A Walk to Remember

The Dubai Water Canal has transformed the city’s downtown, making the desert metropolis more tranquil and livable.

Text by Marc Graser
Images by Jhon Ruzz Merca


The first time I took a long walk outside in Dubai I knew I was doing something unusual, even special. You could say I was stepping into the future. 

When I’m in a city I know or one that I’m visiting for the first time, I like to wander and take in the diversity of its people and eateries, the minute details of the local architecture, and the beauty of public spaces — the characteristics that truly make a place a place. London, New York and Paris have long been perfect to explore on foot.

Dubai, not so much. 

As many wonders as Dubai may offer (the world’s tallest building, highest bar, biggest mall, deepest dive pool and largest observation wheel, to name a few), the searing heat that scorches this desert metropolis is tough on pedestrians.

And there wasn’t really anywhere to walk to if you wanted to with themed districts separated by long stretches of roadways. 

But that’s changing. 

With its Dubai Water Canal, a nearly $740 million public works project that was completed within three years and formally introduced in 2016, the city significantly transformed its downtown district, where the Burj Khalifa stretches into the sky, making an area that was once dry, dusty and uninviting into a welcoming livable oasis. It’s created a community worth exploring.

The two-mile path, minutes from the Dubai Mall, winds past some of the world’s most luxurious residences, hotels and restaurants, connecting the Business Bay to Jumeirah Beach Park on the Arabian Gulf, passing the unexpected green spaces of Safa Park and its Crystal Lagoon along the way.

Locals and visitors run, walk and cycle past rows of solar-powered streetlights that provide pedestrians with free Wi-Fi and benches to observe Dubai’s ever-changing skyline.

Three bridges, including a twisted pedestrian bridge, cross the networked waterway, some of which provide a show of cascading waterfalls illuminated in iridescent purple or the the colors of the United Arab Emirates flag at night. 

The path is perfect for a stroll at sunset or evening when the city’s lights cast shimmering reflections on the water, interrupted by the occasional sightseeing and dinner cruise or water taxi. The active waterway is expected to transport 4 million passengers a year by 2030.

In the coming years, there are plans for a marina, enhanced boardwalk, beachfront and other recreational areas and attractions.

Developers are counting on the continued evolution of the canal to raise the value of the land, which had been so reliant upon the nearby Dubai Mall, Dubai Opera and Burj Khalifa in the past.

You can observe what’s coming from above, where from a high vantage point the Dubai Water Canal looks like a Monopoly board with empty square plots outlining spaces that will eventually be filled with new luxury towers.
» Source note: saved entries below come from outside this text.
use serde::Deserialize;

/// The platform family the game is running on.
///
/// The platform decides how the streaming assets directory is exposed as a URL, see
/// [`TargetPlatform::url_prefix`].
#[derive(Clone, Copy, Debug, PartialEq, Eq, Hash, Deserialize)]
#[serde(rename_all = "snake_case")]
pub enum TargetPlatform {
    /// Android, where the streaming assets location is already a URL.
    Android,
    /// iOS.
    Ios,
    /// macOS.
    MacOs,
    /// Windows.
    Windows,
    /// Linux.
    Linux,
    /// The browser.
    Web,
    /// Any other platform.
    Other,
}

impl TargetPlatform {
    /// Detect the platform the current process runs on.
    pub fn current() -> Self {
        if cfg!(target_arch = "wasm32") {
            return Self::Web;
        }
        match std::env::consts::OS {
            "android" => Self::Android,
            "ios" => Self::Ios,
            "macos" => Self::MacOs,
            "windows" => Self::Windows,
            "linux" => Self::Linux,
            _ => Self::Other,
        }
    }

    /// Get the prefix used to turn a streaming assets path into a URL on this platform.
    pub fn url_prefix(self) -> UrlPrefix {
        match self {
            Self::Android => UrlPrefix::None,
            _ => UrlPrefix::FileScheme,
        }
    }
}

impl Default for TargetPlatform {
    fn default() -> Self {
        Self::current()
    }
}

/// The scheme prefix prepended to local paths that are loaded through the web protocol.
#[derive(Clone, Copy, Debug, PartialEq, Eq, Hash, Default)]
pub enum UrlPrefix {
    /// The path is passed on as is.
    None,
    /// The path is prefixed with `file://`.
    #[default]
    FileScheme,
}

impl UrlPrefix {
    /// The literal prefix text.
    pub fn as_str(self) -> &'static str {
        match self {
            UrlPrefix::None => "",
            UrlPrefix::FileScheme => "file://",
        }
    }

    /// Prefix `location`, producing the location string for the loader.
    pub fn apply(self, location: &str) -> String {
        format!("{}{location}", self.as_str())
    }
}
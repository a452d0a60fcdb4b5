use std::{
    future::Future,
    pin::Pin,
    task::{Context, Poll},
};

use async_channel::Sender;
use bevy_tasks::{IoTaskPool, TaskPool};

use crate::prelude::*;

/// A pending bundle load.
///
/// Resolves exactly once to the result of the load. Dropping the request does not cancel the
/// load, the result is just discarded.
#[must_use = "the bundle is only available by awaiting the request or using `on_complete`"]
pub struct BundleRequest {
    location: String,
    future: BoxedFuture<BundleResult>,
}

/// The sending half of a [`BundleRequest`], used by loaders to deliver the result.
pub struct BundleCompleter {
    location: String,
    sender: Sender<BundleResult>,
}

impl BundleRequest {
    /// Create a request for `location` along with the completer that resolves it.
    pub fn channel(location: impl Into<String>) -> (BundleCompleter, Self) {
        let location = location.into();
        let (sender, receiver) = async_channel::bounded(1);
        let completer = BundleCompleter {
            location: location.clone(),
            sender,
        };

        let location_ = location.clone();
        let future = Box::pin(async move {
            receiver.recv().await.unwrap_or_else(|_| {
                Err(BundleError::Dropped {
                    location: location_,
                })
            })
        });

        (completer, Self { location, future })
    }

    /// Create a request that is already resolved.
    pub fn ready(location: impl Into<String>, result: BundleResult) -> Self {
        Self {
            location: location.into(),
            future: Box::pin(async move { result }),
        }
    }

    /// The location this request loads from.
    pub fn location(&self) -> &str {
        &self.location
    }

    /// Block the current thread until the load finishes.
    pub fn block_on(self) -> BundleResult {
        futures_lite::future::block_on(self)
    }

    /// Call `callback` with the result once the load finishes.
    ///
    /// The callback runs on the [`IoTaskPool`], which is initialized with the default settings
    /// if the application has not done so.
    pub fn on_complete<F>(self, callback: F)
    where
        F: FnOnce(BundleResult) + Send + 'static,
    {
        IoTaskPool::init(TaskPool::default)
            .spawn(async move { callback(self.await) })
            .detach();
    }
}

impl Future for BundleRequest {
    type Output = BundleResult;

    fn poll(mut self: Pin<&mut Self>, cx: &mut Context<'_>) -> Poll<Self::Output> {
        self.future.as_mut().poll(cx)
    }
}

impl std::fmt::Debug for BundleRequest {
    fn fmt(&self, f: &mut std::fmt::Formatter<'_>) -> std::fmt::Result {
        f.debug_struct("BundleRequest")
            .field("location", &self.location)
            .finish_non_exhaustive()
    }
}

impl BundleCompleter {
    /// Deliver the result of the load.
    pub fn complete(self, result: BundleResult) {
        if self.sender.try_send(result).is_err() {
            tracing::trace!(location = %self.location, "Bundle request dropped before completion");
        }
    }
}

#[cfg(test)]
mod test {
    use super::*;

    fn bundle() -> AssetBundle {
        AssetBundle::new(
            "/app/level1.bundle",
            BundleLoadType::File,
            0,
            BundleOrigin::File,
            vec![1, 2, 3],
        )
    }

    #[test]
    fn completes_once() {
        let (completer, request) = BundleRequest::channel("/app/level1.bundle");
        assert_eq!(request.location(), "/app/level1.bundle");
        completer.complete(Ok(bundle()));

        let loaded = request.block_on().unwrap();
        assert_eq!(loaded.bytes(), &[1, 2, 3]);
    }

    #[test]
    fn dropped_completer_reports_an_error() {
        let (completer, request) = BundleRequest::channel("/app/level1.bundle");
        drop(completer);

        assert!(matches!(
            request.block_on(),
            Err(BundleError::Dropped { location }) if location == "/app/level1.bundle"
        ));
    }

    #[test]
    fn completing_a_dropped_request_is_harmless() {
        let (completer, request) = BundleRequest::channel("/app/level1.bundle");
        drop(request);
        completer.complete(Ok(bundle()));
    }

    #[test]
    fn on_complete_calls_back_once() {
        IoTaskPool::init(TaskPool::default);
        let (sender, receiver) = async_channel::unbounded();

        BundleRequest::ready("/app/level1.bundle", Ok(bundle())).on_complete(move |result| {
            sender.try_send(result.map(|b| b.name)).unwrap();
        });

        let name = futures_lite::future::block_on(receiver.recv()).unwrap();
        assert_eq!(name.unwrap(), "level1.bundle");
        assert!(futures_lite::future::block_on(receiver.recv()).is_err());
    }
}
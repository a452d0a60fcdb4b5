use std::path::{Path, PathBuf};

use anyhow::Context;
use path_absolutize::Absolutize;
use serde::Deserialize;

use crate::prelude::*;

/// Configuration for a [`BundleManager`], usually loaded from a YAML file.
///
/// ```yaml
/// streaming_assets: assets/streaming
/// app_namespace: [org, fishfolk, jumpy]
/// platform: android
/// ```
#[derive(Clone, Debug, PartialEq, Eq, Deserialize)]
#[serde(default, deny_unknown_fields)]
pub struct BundleConfig {
    /// The read-only streaming assets directory. Relative paths are resolved against the
    /// current directory.
    pub streaming_assets: PathBuf,
    /// The writable persistent data directory. If unset it is picked from
    /// [`app_namespace`][Self::app_namespace].
    pub persistent_data: Option<PathBuf>,
    /// The (qualifier, organization, application) used to find the OS data dir for the game,
    /// for example `("org", "fishfolk", "jumpy")`.
    pub app_namespace: (String, String, String),
    /// The platform to resolve URLs for. Defaults to [`TargetPlatform::current()`].
    pub platform: Option<TargetPlatform>,
    /// The bundle cache directory, relative to the persistent data directory.
    pub cache_dir: PathBuf,
}

impl Default for BundleConfig {
    fn default() -> Self {
        Self {
            streaming_assets: PathBuf::from("assets"),
            persistent_data: None,
            app_namespace: ("org".into(), "fishfolk".into(), "bones".into()),
            platform: None,
            cache_dir: PathBuf::from("bundle_cache"),
        }
    }
}

impl BundleConfig {
    /// Parse a config from YAML.
    pub fn from_yaml_str(yaml: &str) -> Result<Self, serde_yaml::Error> {
        serde_yaml::from_str(yaml)
    }

    /// Load a config from a YAML file.
    pub fn from_file(path: impl AsRef<Path>) -> Result<Self, BundleError> {
        let path = path.as_ref();
        let result = std::fs::read_to_string(path)
            .context("Failed to read config file")
            .and_then(|yaml| {
                Self::from_yaml_str(&yaml).context("Failed to deserialize config file")
            });
        result.map_err(|source| BundleError::Config {
            path: path.to_owned(),
            source,
        })
    }

    /// The platform this config resolves URLs for.
    pub fn platform(&self) -> TargetPlatform {
        self.platform.unwrap_or_default()
    }

    /// Resolve the absolute [`BundleRoots`] described by this config.
    pub fn roots(&self) -> Result<BundleRoots, BundleError> {
        let streaming_assets = absolutize(&self.streaming_assets)?;
        let persistent_data = match &self.persistent_data {
            Some(dir) => absolutize(dir)?,
            None => find_persistent_data_dir(&self.app_namespace)?,
        };
        Ok(BundleRoots::new(streaming_assets, persistent_data, self.platform()))
    }
}

fn absolutize(path: &Path) -> Result<PathBuf, BundleError> {
    path.absolutize()
        .map(|p| p.into_owned())
        .map_err(|e| BundleError::Config {
            path: path.to_owned(),
            source: e.into(),
        })
}

#[allow(unused_variables)]
fn find_persistent_data_dir(
    app_namespace: &(String, String, String),
) -> Result<PathBuf, BundleError> {
    #[cfg(not(target_arch = "wasm32"))]
    {
        let (qualifier, organization, application) = app_namespace;
        directories::ProjectDirs::from(qualifier, organization, application)
            // error message from `ProjectDirs::from` docs
            .ok_or(BundleError::DataDir(
                "no valid home directory path could be retrieved from the operating system"
                    .to_string(),
            ))
            .map(|dirs| dirs.data_dir().to_owned())
    }

    #[cfg(target_arch = "wasm32")]
    {
        Err(BundleError::DataDir(
            "persistent data dir must be configured on wasm32".to_string(),
        ))
    }
}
In fact, there are plans for more than 5,300 residential units and nearly 1,000 hotel rooms in the coming years.

The canal easily joins New York’s High Line, Miami’s Underline, Atlanta’s BeltLine and Seoul’s Cheonggyecheon as the kind of massive urban renewal project that instantly breathes new life into an area that’s begging to be revitalized, attracting new residents to reconsider them in return.

The canal is already being positioned as a waterfront destination offering luxury canal living with stunning views of various Dubai landmarks and a breathtaking view of the Gulf. 

In a city that is always reinventing itself, Dubai needed to inject more life into its downtown to attract the kind of residents it’s looking for to fill the high rises that continue to dramatically alter its skyline. Its solution: create a new waterfront. It’s a winning strategy.

The canal easily joins New York’s High Line, Miami’s Underline, Atlanta’s BeltLine and Seoul’s Cheonggyecheon as the kind of massive urban renewal project that instantly breathes new life into an area that’s begging to be revitalized, attracting new residents to reconsider them in return.

But Dubai has long understood the importance that water can have on its livelihood, whether for trade or tourism.

The Dubai Creek is home to a historic souk markets where abra boats ferry passengers and goods throughout the day; three artificial palm-shaped islands, dotted with luxury homes and resorts, stretch out from the coast in spectacular fashion; and the nearby Dubai Harbour Marina is a new upscale waterfront neighborhood designed to be the biggest marina in the region, able to berth up to 700 luxury yachts.

If water is life, Dubai knows its true value better than anyone else.